For a debut film shot completely within the lockdown restrictions made mandatory in the circumstances, and the outstanding performance by Swastika Mukherjee, Tasher Ghawr does not acknowledge the “inspiration” from the original where copyright laws have not been violated because of the more than three-decade gap, ethical violation has been done. Besides, Tasher Ghawr, for those who have watched the original Dancing in the Dark, is an extremely watered-down version of the original which makes no attempt to make it the sharp and edgy indictment against patriarchy and domestic violence within marriage the original film displays so brilliantly.

This is plagiarism. It refers to the use of another’s ideas, information, language, or writing when done without proper acknowledgement of the original source. Essential to an act of plagiarism is an element of dishonesty in attempting to pass off the plagiarised work as original. Plagiarism is not necessarily the same as copyright infringement, which occurs when one violates copyright law. Like most terms from the area of intellectual property, plagiarism is a concept of the modern age and not really applicable to medieval or ancient works.

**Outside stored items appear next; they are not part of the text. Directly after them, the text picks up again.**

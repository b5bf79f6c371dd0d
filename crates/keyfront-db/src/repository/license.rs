//! # License Repository
//!
//! Database operations for the per-SKU license pool - the one shared,
//! mutable resource in the system.
//!
//! ## License Lifecycle
//! ```text
//! ┌─────────────────────────────────────────────────────────────────────────┐
//! │                      License Lifecycle                                  │
//! │                                                                         │
//! │  1. CREATE (admin batch)                                                │
//! │     └── create_batch(sku, 15) → 15 unsold rows with unique tokens       │
//! │                                                                         │
//! │  2. CLAIM (checkout start)                                              │
//! │     └── claim_batch(sku_id, qty, attempt) → unsold → claimed            │
//! │         Single UPDATE..RETURNING inside one transaction:                │
//! │         fewer matching rows than requested ⇒ ROLLBACK, nothing claimed  │
//! │                                                                         │
//! │  3a. COMMIT (order recorded)                                            │
//! │      └── mark_sold(id, attempt, order) → claimed → sold (terminal)      │
//! │                                                                         │
//! │  3b. RELEASE (checkout failed / reaper)                                 │
//! │      └── release(id) → claimed → unsold (idempotent)                    │
//! │                                                                         │
//! └─────────────────────────────────────────────────────────────────────────┘
//! ```
//!
//! ## Why the claim is race-free
//! The claim statement is simultaneously the availability check and the
//! flip: it only matches rows whose `status` is still `'unsold'` at
//! execution time, and SQLite serializes writers, so two concurrent claims
//! can never select the same row. There is no separate count read whose
//! result could go stale.
//!
//! Every state transition here is logged with before/after state so an
//! oversell incident would be detectable post-hoc from the audit trail.

use chrono::{DateTime, Utc};
use sqlx::SqlitePool;
use tracing::{debug, info, warn};
use uuid::Uuid;

use crate::error::{DbError, DbResult};
use keyfront_core::{License, LicenseStatus, Sku};

/// All license columns, in the order the `License` struct expects.
const LICENSE_COLUMNS: &str =
    "id, sku_id, token, status, claimed_by, claimed_at, sold_at, order_id, created_at";

// =============================================================================
// Claim Results
// =============================================================================

/// A successfully claimed license (id + the token delivered at checkout).
#[derive(Debug, Clone, sqlx::FromRow)]
pub struct ClaimedLicense {
    pub id: String,
    pub token: String,
}

/// Outcome of a batch claim attempt.
#[derive(Debug)]
pub enum ClaimOutcome {
    /// Exactly the requested quantity was flipped unsold → claimed.
    Claimed(Vec<ClaimedLicense>),
    /// Fewer than `requested` rows were unsold; nothing was claimed.
    Insufficient { available: i64 },
}

/// Outcome of a claimed → sold transition attempt.
#[derive(Debug, PartialEq, Eq)]
pub enum CommitOutcome {
    /// The license transitioned to sold.
    Sold,
    /// The license was already sold - safe no-op for retried commits.
    AlreadySold,
    /// The license is not claimed by this caller (never claimed, reaped,
    /// or claimed by a different attempt).
    NotClaimed { current: LicenseStatus },
}

// =============================================================================
// License Repository
// =============================================================================

/// Repository for license pool operations.
#[derive(Debug, Clone)]
pub struct LicenseRepository {
    pool: SqlitePool,
}

impl LicenseRepository {
    /// Creates a new LicenseRepository.
    pub fn new(pool: SqlitePool) -> Self {
        LicenseRepository { pool }
    }

    /// Creates `count` unsold licenses for a SKU with unique tokens.
    ///
    /// ## Token Format
    /// `{sku code}-{seq}-{random suffix}`, e.g. `PRO-1Y-0007-a41c9f02`.
    /// The sequence continues from the number of existing licenses; the
    /// random suffix makes the token collision-free even across deletions,
    /// and the UNIQUE index is the final guarantee.
    ///
    /// Count validation (`> 0`, batch cap) happens in keyfront-core before
    /// this is called.
    pub async fn create_batch(&self, sku: &Sku, count: i64) -> DbResult<Vec<License>> {
        debug!(sku_id = %sku.id, count, "Creating license batch");

        let mut tx = self.pool.begin().await?;

        let existing: i64 = sqlx::query_scalar("SELECT COUNT(*) FROM licenses WHERE sku_id = ?1")
            .bind(&sku.id)
            .fetch_one(&mut *tx)
            .await?;

        let now = Utc::now();
        let mut created = Vec::with_capacity(count as usize);

        for seq in 0..count {
            let license = License {
                id: Uuid::new_v4().to_string(),
                sku_id: sku.id.clone(),
                token: generate_token(&sku.code, existing + seq + 1),
                status: LicenseStatus::Unsold,
                claimed_by: None,
                claimed_at: None,
                sold_at: None,
                order_id: None,
                created_at: now,
            };

            sqlx::query(
                r#"
                INSERT INTO licenses (
                    id, sku_id, token, status,
                    claimed_by, claimed_at, sold_at, order_id, created_at
                ) VALUES (?1, ?2, ?3, ?4, ?5, ?6, ?7, ?8, ?9)
                "#,
            )
            .bind(&license.id)
            .bind(&license.sku_id)
            .bind(&license.token)
            .bind(license.status)
            .bind(&license.claimed_by)
            .bind(license.claimed_at)
            .bind(license.sold_at)
            .bind(&license.order_id)
            .bind(license.created_at)
            .execute(&mut *tx)
            .await?;

            created.push(license);
        }

        tx.commit().await?;

        info!(sku_id = %sku.id, count, "License batch created");
        Ok(created)
    }

    /// Counts currently unsold licenses for a SKU. Side-effect-free.
    ///
    /// This read is for display and diagnostics only - the claim never
    /// trusts it (the claim statement re-checks status row by row).
    pub async fn available_count(&self, sku_id: &str) -> DbResult<i64> {
        let count: i64 = sqlx::query_scalar(
            "SELECT COUNT(*) FROM licenses WHERE sku_id = ?1 AND status = 'unsold'",
        )
        .bind(sku_id)
        .fetch_one(&self.pool)
        .await?;

        Ok(count)
    }

    /// Atomically claims exactly `quantity` unsold licenses for a SKU.
    ///
    /// ## All-Or-Nothing
    /// One transaction, one `UPDATE ... WHERE id IN (SELECT ... LIMIT ?)
    /// RETURNING`. If the statement flips fewer rows than requested, the
    /// transaction rolls back and `Insufficient` is returned with stock
    /// unchanged. No other caller can observe a partially-claimed batch.
    ///
    /// ## Concurrency
    /// Two concurrent claims for the same SKU serialize on SQLite's write
    /// lock; the loser either sees the remaining unsold rows (and wins or
    /// gets `Insufficient`) or surfaces `DbError::Busy` for the allocator's
    /// bounded retry.
    pub async fn claim_batch(
        &self,
        sku_id: &str,
        quantity: i64,
        claimant: &str,
    ) -> DbResult<ClaimOutcome> {
        let now = Utc::now();
        let mut tx = self.pool.begin().await?;

        let claimed = sqlx::query_as::<_, ClaimedLicense>(
            r#"
            UPDATE licenses
            SET status = 'claimed', claimed_by = ?1, claimed_at = ?2
            WHERE id IN (
                SELECT id FROM licenses
                WHERE sku_id = ?3 AND status = 'unsold'
                ORDER BY created_at, rowid
                LIMIT ?4
            )
            RETURNING id, token
            "#,
        )
        .bind(claimant)
        .bind(now)
        .bind(sku_id)
        .bind(quantity)
        .fetch_all(&mut *tx)
        .await?;

        if (claimed.len() as i64) < quantity {
            let available = claimed.len() as i64;
            tx.rollback().await?;
            info!(
                sku_id = %sku_id,
                requested = quantity,
                available,
                claimant = %claimant,
                "Claim rejected: insufficient unsold licenses (rolled back)"
            );
            return Ok(ClaimOutcome::Insufficient { available });
        }

        tx.commit().await?;

        for license in &claimed {
            info!(
                license_id = %license.id,
                sku_id = %sku_id,
                claimant = %claimant,
                from = "unsold",
                to = "claimed",
                "License state transition"
            );
        }

        Ok(ClaimOutcome::Claimed(claimed))
    }

    /// Releases a claimed license back to unsold. Idempotent.
    ///
    /// ## Returns
    /// * `Ok(true)` - the license transitioned claimed → unsold
    /// * `Ok(false)` - no-op: the license was already unsold or already sold
    ///
    /// Releasing a sold license is deliberately a no-op, not an error:
    /// the reaper may race a commit, and the loser of that race must not
    /// abort the sweep.
    pub async fn release(&self, license_id: &str) -> DbResult<bool> {
        let result = sqlx::query(
            r#"
            UPDATE licenses
            SET status = 'unsold', claimed_by = NULL, claimed_at = NULL
            WHERE id = ?1 AND status = 'claimed'
            "#,
        )
        .bind(license_id)
        .execute(&self.pool)
        .await?;

        let released = result.rows_affected() > 0;
        if released {
            info!(
                license_id = %license_id,
                from = "claimed",
                to = "unsold",
                "License state transition"
            );
        } else {
            debug!(license_id = %license_id, "Release no-op (not claimed)");
        }

        Ok(released)
    }

    /// Releases every claim older than `cutoff`. Used by the claim reaper.
    ///
    /// One UPDATE that only touches still-`claimed` rows, so it cannot
    /// un-sell a license that a concurrent commit just finalized.
    pub async fn release_stale(&self, cutoff: DateTime<Utc>) -> DbResult<Vec<String>> {
        let rows: Vec<(String, String)> = sqlx::query_as(
            r#"
            UPDATE licenses
            SET status = 'unsold', claimed_by = NULL, claimed_at = NULL
            WHERE status = 'claimed' AND claimed_at < ?1
            RETURNING id, sku_id
            "#,
        )
        .bind(cutoff)
        .fetch_all(&self.pool)
        .await?;

        for (id, sku_id) in &rows {
            warn!(
                license_id = %id,
                sku_id = %sku_id,
                from = "claimed",
                to = "unsold",
                "Stale claim released by reaper"
            );
        }

        Ok(rows.into_iter().map(|(id, _)| id).collect())
    }

    /// Transitions a license claimed by `claimant` to sold, stamping the
    /// order id.
    ///
    /// ## Double-Submission Defense
    /// The UPDATE is guarded on both `status = 'claimed'` and
    /// `claimed_by = claimant`; a license claimed by a different checkout
    /// attempt (or never claimed, or reaped mid-checkout) reports
    /// `NotClaimed` and the caller decides whether that is fatal.
    /// A license already sold reports `AlreadySold` - safe for retries.
    pub async fn mark_sold(
        &self,
        license_id: &str,
        claimant: &str,
        order_id: &str,
    ) -> DbResult<CommitOutcome> {
        let now = Utc::now();

        let result = sqlx::query(
            r#"
            UPDATE licenses
            SET status = 'sold', sold_at = ?2, order_id = ?3,
                claimed_by = NULL, claimed_at = NULL
            WHERE id = ?1 AND status = 'claimed' AND claimed_by = ?4
            "#,
        )
        .bind(license_id)
        .bind(now)
        .bind(order_id)
        .bind(claimant)
        .execute(&self.pool)
        .await?;

        if result.rows_affected() > 0 {
            info!(
                license_id = %license_id,
                order_id = %order_id,
                from = "claimed",
                to = "sold",
                "License state transition"
            );
            return Ok(CommitOutcome::Sold);
        }

        // Nothing matched: distinguish the no-op retry from a real violation.
        let current: LicenseStatus =
            sqlx::query_scalar("SELECT status FROM licenses WHERE id = ?1")
                .bind(license_id)
                .fetch_optional(&self.pool)
                .await?
                .ok_or_else(|| DbError::not_found("License", license_id))?;

        match current {
            LicenseStatus::Sold => {
                debug!(license_id = %license_id, "Commit no-op (already sold)");
                Ok(CommitOutcome::AlreadySold)
            }
            other => {
                warn!(
                    license_id = %license_id,
                    status = ?other,
                    claimant = %claimant,
                    "Commit rejected: license not claimed by caller"
                );
                Ok(CommitOutcome::NotClaimed { current: other })
            }
        }
    }

    /// Gets a license by ID.
    pub async fn get_by_id(&self, id: &str) -> DbResult<Option<License>> {
        let license = sqlx::query_as::<_, License>(&format!(
            "SELECT {LICENSE_COLUMNS} FROM licenses WHERE id = ?1"
        ))
        .bind(id)
        .fetch_optional(&self.pool)
        .await?;

        Ok(license)
    }

    /// Lists all licenses for a SKU (administrative read).
    pub async fn list_for_sku(&self, sku_id: &str) -> DbResult<Vec<License>> {
        let licenses = sqlx::query_as::<_, License>(&format!(
            "SELECT {LICENSE_COLUMNS} FROM licenses \
             WHERE sku_id = ?1 ORDER BY created_at, rowid"
        ))
        .bind(sku_id)
        .fetch_all(&self.pool)
        .await?;

        Ok(licenses)
    }

    /// Deletes unsold and claimed licenses of a SKU (administrative, used
    /// when the parent product is deleted). Sold licenses are history and
    /// are kept.
    pub async fn delete_for_sku(&self, sku_id: &str) -> DbResult<u64> {
        let result =
            sqlx::query("DELETE FROM licenses WHERE sku_id = ?1 AND status != 'sold'")
                .bind(sku_id)
                .execute(&self.pool)
                .await?;

        info!(sku_id = %sku_id, deleted = result.rows_affected(), "Licenses deleted with SKU");
        Ok(result.rows_affected())
    }
}

/// Generates a license token: `{code}-{seq}-{random suffix}`.
fn generate_token(sku_code: &str, seq: i64) -> String {
    let suffix = Uuid::new_v4().simple().to_string();
    let suffix = &suffix[..8];
    format!("{}-{:04}-{}", sku_code, seq, suffix)
}

// =============================================================================
// Unit Tests
// =============================================================================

Hindi cinema is flush with plagiarized plot, character, themes and narratives “borrowed”, “inspired from”, “motivated by” or “adapted from” some earlier film, Indian or International. The first film that comes to mind is Raj Kapoor’s Sri 420 which has sometimes been attacked for taking “inspiration” of Charlie Chaplin’s films that popularized the tramp image that made Charlie Chaplin to an all-time star.

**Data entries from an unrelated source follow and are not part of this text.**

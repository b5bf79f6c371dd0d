//! # keyfront-core: Pure Business Logic for Keyfront
//!
//! This crate is the **heart** of the storefront engine. It contains all
//! business logic as pure functions with zero I/O dependencies.
//!
//! ## Architecture Position
//! ```text
//! ┌─────────────────────────────────────────────────────────────────────────┐
//! │                        Keyfront Architecture                            │
//! │                                                                         │
//! │  ┌─────────────────────────────────────────────────────────────────┐   │
//! │  │                      apps/api (axum)                            │   │
//! │  │    POST /cart/items ── PATCH /cart/items ── POST /checkout      │   │
//! │  └─────────────────────────────┬───────────────────────────────────┘   │
//! │                                │                                        │
//! │  ┌─────────────────────────────▼───────────────────────────────────┐   │
//! │  │                 keyfront-checkout (engine)                      │   │
//! │  │    Allocator ── Checkout Orchestrator ── Claim Reaper           │   │
//! │  └─────────────────────────────┬───────────────────────────────────┘   │
//! │                                │                                        │
//! │  ┌─────────────────────────────▼───────────────────────────────────┐   │
//! │  │               ★ keyfront-core (THIS CRATE) ★                    │   │
//! │  │                                                                 │   │
//! │  │   ┌───────────┐  ┌───────────┐  ┌───────────┐  ┌───────────┐   │   │
//! │  │   │   types   │  │   money   │  │   cart    │  │ validation│   │   │
//! │  │   │  License  │  │   Money   │  │   Cart    │  │   rules   │   │   │
//! │  │   │   Sku     │  │  (cents)  │  │ CartItem  │  │  checks   │   │   │
//! │  │   └───────────┘  └───────────┘  └───────────┘  └───────────┘   │   │
//! │  │                                                                 │   │
//! │  │   NO I/O • NO DATABASE • NO NETWORK • PURE FUNCTIONS            │   │
//! │  └─────────────────────────────────────────────────────────────────┘   │
//! │                                │                                        │
//! │  ┌─────────────────────────────▼───────────────────────────────────┐   │
//! │  │                   keyfront-db (SQLite layer)                    │   │
//! │  │         sqlx queries, migrations, repositories                  │   │
//! │  └─────────────────────────────────────────────────────────────────┘   │
//! └─────────────────────────────────────────────────────────────────────────┘
//! ```
//!
//! ## Modules
//!
//! - [`types`] - Domain types (Sku, License, Cart, Order, ...)
//! - [`money`] - Money type with integer arithmetic (no floating point!)
//! - [`cart`] - Pure cart mutation logic with recomputed totals
//! - [`error`] - Domain error types
//! - [`validation`] - Business rule validation
//!
//! ## Design Principles
//!
//! 1. **Pure Functions**: Every function is deterministic - same input = same output
//! 2. **No I/O**: Database, network, file system access is FORBIDDEN here
//! 3. **Integer Money**: All monetary values are in cents (i64) to avoid float errors
//! 4. **Explicit Errors**: All errors are typed, never strings or panics

// =============================================================================
// Module Declarations
// =============================================================================

pub mod cart;
pub mod error;
pub mod money;
pub mod types;
pub mod validation;

// =============================================================================
// Re-exports for Convenience
// =============================================================================
// These allow users to do `use keyfront_core::Money` instead of
// `use keyfront_core::money::Money`

pub use error::{CoreError, CoreResult, ValidationError};
pub use money::Money;
pub use types::*;

// =============================================================================
// Crate-Level Constants
// =============================================================================

/// Maximum distinct line items allowed in a single cart.
///
/// ## Business Reason
/// Prevents runaway carts and keeps checkout claim loops bounded.
pub const MAX_CART_ITEMS: usize = 100;

/// Maximum quantity of a single line item.
///
/// ## Business Reason
/// Prevents accidental over-ordering (e.g., typing 1000 instead of 10)
/// and bounds the size of a single license claim batch.
pub const MAX_ITEM_QUANTITY: i64 = 999;

/// Maximum licenses that may be created in one administrative batch.
pub const MAX_LICENSE_BATCH: i64 = 10_000;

Chori Chori (1956) featuring Raj Kapoor and Nargis in the romantic lead in a non-RK production was a “copy” of the Hollywood hit It Happened One Night (1934) produced and directed by Frank Capra featuring Clark Gable and Claudia Colbert. Phir Subah Hogi (1958) also starring Raj Kapoor in the main role known mainly for its rich musical score and songs was along the lines of Dostoevsky's Crime and Punishment, a social comment. The film did not do well in commercial terms though the music remains a hot favourite till this day.

Flash forward to 1991 when we witnessed a very modernized and glamorous “remake” of the same film in Hindi directed by Mahesh Bhatt and starring his daughter Pooja Bhatt and Amir Khan called Dil Hai Ki Maanta Nahin. If the name of the director and/or film which is the “source” of the copy is mentioned in the credit titles, then plagiarism has not been committed. But mostly, this is never done so they are guilty of violating honesty in an ethical sense even if not in a legal sense.

The John Abraham and Nana Patekar starring Taxi number 9211 (2006) is said to have been a copy of Ben Affleck and Samuel Jackson’s Changing Lanes (2002), which saw a wealthy brat placed by circumstances at the mercy of a cab driver.


Some films lift from not one but more than one film and one example of this is in the film Barfi (2012) and though it was India’s official entry to the Oscars in 2013, the dying of the aged couple in each other’s arms in the end of the film is a direct lift from The Notebook (2004) while Ranbir Kapoor’s constant hide-and-seek game he plays with the police inspector (Saurabh Shukla) is borrowed generously from Charlie Chaplin’s short film The Adventurer.

The show, however, goes on and plagiarism continues without break.